Exercise materials Start Marker

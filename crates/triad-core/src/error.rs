use std::{fmt, path::PathBuf};

use serde::{Deserialize, Serialize};
use thiserror::Error;

/// Setup and configuration errors for Triad.
#[derive(Debug, Error)]
pub enum TriadError {
    #[error("configuration error: {0}")]
    InvalidConfiguration(String),
    #[error("missing environment variable: {0}")]
    MissingSecret(String),
    #[error("I/O error while reading {path}: {source}")]
    ConfigIo {
        path: PathBuf,
        #[source]
        source: std::io::Error,
    },
    #[error(transparent)]
    Other(#[from] anyhow::Error),
}

impl TriadError {
    pub fn config_io(path: PathBuf, source: std::io::Error) -> Self {
        Self::ConfigIo { path, source }
    }
}

/// Failure of a single text-generation call.
#[derive(Debug, Clone, Error, PartialEq, Eq, Serialize, Deserialize)]
#[serde(tag = "kind", content = "detail", rename_all = "snake_case")]
pub enum GenerationError {
    #[error("rate limited by provider: {0}")]
    RateLimited(String),
    #[error("generation timed out after {after_ms}ms")]
    Timeout { after_ms: u64 },
    #[error("invalid response from provider: {0}")]
    InvalidResponse(String),
    #[error("provider unavailable: {0}")]
    Unavailable(String),
}

impl GenerationError {
    /// Rate limits, timeouts and transport failures may succeed on a later attempt.
    pub fn is_retryable(&self) -> bool {
        !matches!(self, GenerationError::InvalidResponse(_))
    }
}

/// Raised while loading the prompt table. Never surfaced past the prompt store.
#[derive(Debug, Error)]
pub enum PromptResolutionError {
    #[error("failed to read prompt file {path}: {source}")]
    Io {
        path: PathBuf,
        #[source]
        source: std::io::Error,
    },
    #[error("failed to parse prompt file {path}: {reason}")]
    Parse { path: PathBuf, reason: String },
}

/// The critic's output did not carry a usable score.
#[derive(Debug, Clone, Error, PartialEq, Eq, Serialize, Deserialize)]
#[serde(tag = "kind", content = "value", rename_all = "snake_case")]
pub enum CritiqueParseError {
    #[error("no score found in critique output")]
    NoScore,
    #[error("score {0} is outside the 1-10 range")]
    OutOfRange(i64),
}

/// Pipeline stage in which a workflow run failed.
#[derive(Debug, Clone, Copy, PartialEq, Eq, Serialize, Deserialize)]
#[serde(rename_all = "snake_case")]
pub enum WorkflowStage {
    Retrieve,
    Synthesize,
    Critique,
}

impl WorkflowStage {
    pub fn as_str(&self) -> &'static str {
        match self {
            WorkflowStage::Retrieve => "retrieve",
            WorkflowStage::Synthesize => "synthesize",
            WorkflowStage::Critique => "critique",
        }
    }
}

impl fmt::Display for WorkflowStage {
    fn fmt(&self, f: &mut fmt::Formatter<'_>) -> fmt::Result {
        f.write_str(self.as_str())
    }
}

/// A workflow run that was aborted instead of producing a result.
#[derive(Debug, Error)]
pub enum WorkflowError {
    #[error("{stage} step failed in iteration {iteration}: {source}")]
    Generation {
        stage: WorkflowStage,
        iteration: u32,
        #[source]
        source: GenerationError,
    },
}

impl WorkflowError {
    pub fn stage(&self) -> WorkflowStage {
        match self {
            WorkflowError::Generation { stage, .. } => *stage,
        }
    }

    pub fn iteration(&self) -> u32 {
        match self {
            WorkflowError::Generation { iteration, .. } => *iteration,
        }
    }

    pub fn generation_error(&self) -> &GenerationError {
        match self {
            WorkflowError::Generation { source, .. } => source,
        }
    }
}

/// The single-agent baseline failed to produce a response.
#[derive(Debug, Error)]
#[error("baseline generation failed: {0}")]
pub struct BaselineError(#[from] pub GenerationError);

#[cfg(test)]
mod tests {
    use super::*;

    #[test]
    fn invalid_response_is_terminal() {
        assert!(!GenerationError::InvalidResponse("garbled".into()).is_retryable());
        assert!(GenerationError::RateLimited("429".into()).is_retryable());
        assert!(GenerationError::Timeout { after_ms: 10 }.is_retryable());
        assert!(GenerationError::Unavailable("refused".into()).is_retryable());
    }

    #[test]
    fn workflow_error_names_stage() {
        let err = WorkflowError::Generation {
            stage: WorkflowStage::Retrieve,
            iteration: 1,
            source: GenerationError::Timeout { after_ms: 250 },
        };
        assert_eq!(err.stage(), WorkflowStage::Retrieve);
        assert_eq!(
            err.to_string(),
            "retrieve step failed in iteration 1: generation timed out after 250ms"
        );
    }
}
//! Log output for the `triad` binary.
//!
//! Everything goes to stderr so `--json` output on stdout stays parseable.

use std::sync::atomic::{AtomicBool, Ordering};

use tracing_subscriber::{EnvFilter, fmt};

use crate::TriadError;
use crate::config::LoggingConfig;

static INSTALLED: AtomicBool = AtomicBool::new(false);

/// Subscriber settings derived from `[logging]`.
#[derive(Debug, Clone, PartialEq)]
pub struct TelemetryOptions {
    /// `EnvFilter` directive string, e.g. `info` or `triad_core=debug,warn`.
    pub filter: String,
    pub ansi: bool,
    pub show_target: bool,
}

impl Default for TelemetryOptions {
    fn default() -> Self {
        Self {
            filter: "info".to_string(),
            ansi: true,
            show_target: false,
        }
    }
}

impl TelemetryOptions {
    pub fn from_logging(logging: &LoggingConfig) -> Self {
        Self::with_rust_log(logging, std::env::var("RUST_LOG").ok())
    }

    /// Precedence: `debug = true`, then a non-empty `RUST_LOG`, then `level`.
    /// Debug mode also prints event targets.
    fn with_rust_log(logging: &LoggingConfig, rust_log: Option<String>) -> Self {
        let filter = if logging.debug {
            "debug".to_string()
        } else {
            rust_log
                .filter(|value| !value.trim().is_empty())
                .unwrap_or_else(|| logging.level.clone())
        };
        Self {
            filter,
            show_target: logging.debug,
            ..Self::default()
        }
    }
}

/// Install the global stderr subscriber.
///
/// Returns `Ok(false)` when a previous call already installed it. A malformed
/// filter is a configuration error rather than a silent fallback.
pub fn init_telemetry(options: TelemetryOptions) -> Result<bool, TriadError> {
    let filter = EnvFilter::try_new(&options.filter).map_err(|err| {
        TriadError::InvalidConfiguration(format!("logging filter {:?}: {err}", options.filter))
    })?;

    if INSTALLED.swap(true, Ordering::SeqCst) {
        return Ok(false);
    }

    fmt()
        .with_env_filter(filter)
        .with_ansi(options.ansi)
        .with_target(options.show_target)
        .with_writer(std::io::stderr)
        .try_init()
        .map_err(|err| {
            INSTALLED.store(false, Ordering::SeqCst);
            TriadError::InvalidConfiguration(format!("tracing subscriber: {err}"))
        })?;
    Ok(true)
}

#[cfg(test)]
mod tests {
    use super::*;

    fn logging(level: &str, debug: bool) -> LoggingConfig {
        LoggingConfig {
            level: level.into(),
            debug,
        }
    }

    #[test]
    fn debug_flag_wins_over_rust_log() {
        let options =
            TelemetryOptions::with_rust_log(&logging("warn", true), Some("error".into()));
        assert_eq!(options.filter, "debug");
        assert!(options.show_target);
    }

    #[test]
    fn rust_log_overrides_configured_level() {
        let options =
            TelemetryOptions::with_rust_log(&logging("warn", false), Some("triad_core=trace".into()));
        assert_eq!(options.filter, "triad_core=trace");
        assert!(!options.show_target);

        let blank = TelemetryOptions::with_rust_log(&logging("warn", false), Some("  ".into()));
        assert_eq!(blank.filter, "warn");

        let unset = TelemetryOptions::with_rust_log(&logging("error", false), None);
        assert_eq!(unset.filter, "error");
    }

    #[test]
    fn second_install_is_a_no_op() {
        let options = TelemetryOptions {
            filter: "warn".into(),
            ansi: false,
            show_target: false,
        };
        init_telemetry(options.clone()).unwrap();
        assert!(!init_telemetry(options).unwrap());
    }

    #[test]
    fn malformed_filter_is_rejected() {
        let options = TelemetryOptions {
            filter: "triad_core=loudest".into(),
            ..TelemetryOptions::default()
        };
        let err = init_telemetry(options).unwrap_err();
        assert!(matches!(err, TriadError::InvalidConfiguration(_)));
    }
}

Exercise materials End Marker

### Assigned task
Using the data above, copy each line that contains "enum".

### Exercise solution
pub enum TriadError {
pub enum GenerationError {
pub enum PromptResolutionError {
pub enum CritiqueParseError {
pub enum WorkflowStage {
pub enum WorkflowError {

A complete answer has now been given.